Continua sempre meu Amigo,sempre a escever,sempre a deixar um pouco de ti para que possamos ser tocados por ti.Escreve sempre, principalmente por isso...

A amiga quase ex-lisboeta.

 
At 8:13 da tarde, Blogger sOl said...

Incrível dom..

Inspirador*



sOl*

 
At 10:25 da manhã, Blogger clarinda said...

Que direi deste?,uma catadupa de imagens, de grande intensidade, um ritmo inebriante alternando o silêncio e o ruído. Um final surpreendente.

A cidade, esta é fácil para mim.

Beijinhos

 
At 10:35 da tarde, Blogger Carla said...

Palavras cinzeladas de um beleza ímpar... Ficarei atenta...

 
At 12:49 da tarde, Blogger deep said...

Olá.

Vim aqui parar via Carla, a menina que comentou antes de mim.

Detive-me no primeiro texto, de que gostei bastante. Fez-me ter vontade de experimentar sensações idênticas, de partir para outras paragens.

Voltarei, logo que possa, para ler os restantes.

Boa semana.

 
At 1:42 da tarde, Blogger Madeira Inside said...

Ao tempo, hein?
Ainda por cima foste mauzinho lá na Teia! :P Brincando

 
At 5:05 da tarde, Anonymous Anónimo said...

Um talento fora do comum para se expressar liteáriamente, que nos enche a alma de imagens emocionais que nos prendem...estou por aqui há uma hora...e não me cansei.Quero deixar-lhe porem neste lugar, o meu apreço e ...Bom Natal!
valeria mendez

 
At 5:05 da tarde, Anonymous Anónimo said...

Um talento fora do comum para se expressar liteáriamente, que nos enche a alma de imagens emocionais que nos prendem...estou por aqui há uma hora...e não me cansei.Quero deixar-lhe porem neste lugar, o meu apreço e ...Bom Natal!
valeria mendez

 
At 8:25 da tarde, Blogger tb said...

sabes que depois de ler esta maravilha de cheiros, cores e humanização, sinto as minhas palavras pobrs para deixar?
Deixo o meu beijo de profundo gostar

 
At 2:40 da tarde, Blogger clarinda said...

Bom Natal, Duarte!

Beijinhos

 
At 3:47 da tarde, Blogger deep said...

Feliz 2008! :)

 
At 1:04 da tarde, Blogger Lídia Lopes said...

Olá Duarte,
Em primeiro lugar quero agradecer a sua visita e as suas palavras.

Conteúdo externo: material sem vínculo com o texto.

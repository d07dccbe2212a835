//! Code for reading shipbuilding and ship-recycling market shares from CSV files.
use super::*;
use crate::shipbuilding::{ShipBreakingCountry, ShipbuildingCountry};
use crate::units::Percent;
use serde::Deserialize;
use std::path::Path;

const SHIPBUILDING_FILE_NAME: &str = "shipbuilding.csv";
const SHIP_BREAKING_FILE_NAME: &str = "ship_breaking.csv";

#[derive(Debug, Deserialize, PartialEq)]
struct ShipbuildingCountryRaw {
    country: String,
    #[serde(deserialize_with = "deserialise_share")]
    market_share_gt: Percent,
    #[serde(deserialize_with = "deserialise_share")]
    market_share_orders: Percent,
    #[serde(deserialize_with = "deserialise_list")]
    key_yards: Vec<String>,
    #[serde(deserialize_with = "deserialise_list")]
    specialization: Vec<String>,
    orderbook: String,
    active_yards: u32,
}

impl TryFrom<ShipbuildingCountryRaw> for ShipbuildingCountry {
    type Error = anyhow::Error;

    fn try_from(raw: ShipbuildingCountryRaw) -> Result<Self> {
        let orderbook = parse_count(&raw.orderbook)
            .with_context(|| format!("Invalid orderbook for {}", raw.country))?;

        Ok(Self {
            country: raw.country,
            market_share_gt: raw.market_share_gt,
            market_share_orders: raw.market_share_orders,
            key_yards: raw.key_yards,
            specialization: raw.specialization,
            orderbook,
            active_yards: raw.active_yards,
        })
    }
}

/// Read shipbuilding market shares from the dataset directory
pub fn read_shipbuilding(dataset_dir: &Path) -> Result<Vec<ShipbuildingCountry>> {
    let file_path = dataset_dir.join(SHIPBUILDING_FILE_NAME);
    read_csv::<ShipbuildingCountryRaw>(&file_path)?
        .into_iter()
        .map(ShipbuildingCountry::try_from)
        .collect::<Result<_>>()
        .with_context(|| input_err_msg(&file_path))
}

#[derive(Debug, Deserialize, PartialEq)]
struct ShipBreakingCountryRaw {
    country: String,
    #[serde(deserialize_with = "deserialise_share")]
    market_share_ldt: Percent,
    #[serde(deserialize_with = "deserialise_figure")]
    annual_capacity: f64,
    method: String,
    regulations: String,
    #[serde(deserialize_with = "deserialise_list")]
    key_yards: Vec<String>,
    controversies: String,
}

impl From<ShipBreakingCountryRaw> for ShipBreakingCountry {
    fn from(raw: ShipBreakingCountryRaw) -> Self {
        Self {
            country: raw.country,
            market_share_ldt: raw.market_share_ldt,
            annual_capacity: raw.annual_capacity,
            method: raw.method,
            regulations: raw.regulations,
            key_yards: raw.key_yards,
            controversies: raw.controversies,
        }
    }
}

/// Read ship-recycling market shares from the dataset directory
pub fn read_ship_breaking(dataset_dir: &Path) -> Result<Vec<ShipBreakingCountry>> {
    let rows = read_csv::<ShipBreakingCountryRaw>(&dataset_dir.join(SHIP_BREAKING_FILE_NAME))?;
    Ok(rows.into_iter().map(Into::into).collect())
}

#[cfg(test)]
mod tests {
    use super::*;
    use std::fs::File;
    use std::io::Write;
    use tempfile::tempdir;

    fn write_file(dir_path: &Path, file_name: &str, contents: &str) {
        let mut file = File::create(dir_path.join(file_name)).unwrap();
        writeln!(file, "{contents}").unwrap();
    }

    #[test]
    fn test_read_shipbuilding() {
        let dir = tempdir().unwrap();
        write_file(
            dir.path(),
            SHIPBUILDING_FILE_NAME,
            "country,market_share_gt,market_share_orders,key_yards,specialization,orderbook,active_yards
China,49.2,55.3,CSSC; Yangzijiang,Bulk Carriers; LNG Carriers,\"3,200+ vessels\",45
Italy,1.5%,1.8%,Fincantieri,Cruise Ships,85+ vessels,8",
        );
        let countries = read_shipbuilding(dir.path()).unwrap();
        assert_eq!(countries[0].market_share_gt, Percent(49.2));
        assert_eq!(countries[0].orderbook, 3200);
        assert_eq!(countries[0].key_yards, ["CSSC", "Yangzijiang"]);
        assert_eq!(countries[1].market_share_orders, Percent(1.8));
        assert_eq!(countries[1].active_yards, 8);
    }

    #[test]
    fn test_read_shipbuilding_bad_share() {
        let dir = tempdir().unwrap();
        write_file(
            dir.path(),
            SHIPBUILDING_FILE_NAME,
            "country,market_share_gt,market_share_orders,key_yards,specialization,orderbook,active_yards
China,149.2,55.3,,,3200,45",
        );
        let err = read_shipbuilding(dir.path()).unwrap_err();
        assert!(format!("{err:#}").contains("Share must be between 0 and 100 (got \"149.2\")"));
    }

    #[test]
    fn test_read_ship_breaking() {
        let dir = tempdir().unwrap();
        write_file(
            dir.path(),
            SHIP_BREAKING_FILE_NAME,
            "country,market_share_ldt,annual_capacity,method,regulations,key_yards,controversies
Bangladesh (Chittagong),35,7M LDT,Beaching,Basel Convention,PHP; Ziri Subedar,Worker safety
Others (EU/Misc),3,0.5M LDT,Various,Varies,,",
        );
        let countries = read_ship_breaking(dir.path()).unwrap();
        assert_eq!(countries[0].market_share_ldt, Percent(35.0));
        assert_eq!(countries[0].annual_capacity, 7.0);
        assert_eq!(countries[0].short_name(), "Bangladesh");
        assert_eq!(countries[1].annual_capacity, 0.5);
        assert!(countries[1].key_yards.is_empty());
    }
}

Ainda estou a "digerir" o belo texto que esreveu. Também é fácil para mim saber qual é a cidade, mesmo sem a imagem. Voltarei sempre. Saudações da Turquia :)

 
At 3:38 da tarde, Blogger Mim said...

Meu Deeeus!!!

Muito bom! Imagino que Istanbul tenha esse encanto, essa estranha magia... Tão multicultural, tão diferente... tão igual a si mesma!

Quanto aos encontros... há encontros assim, há pessoas que nos marcam sem sabermos muito bem porque, assim são as palavras que escreves!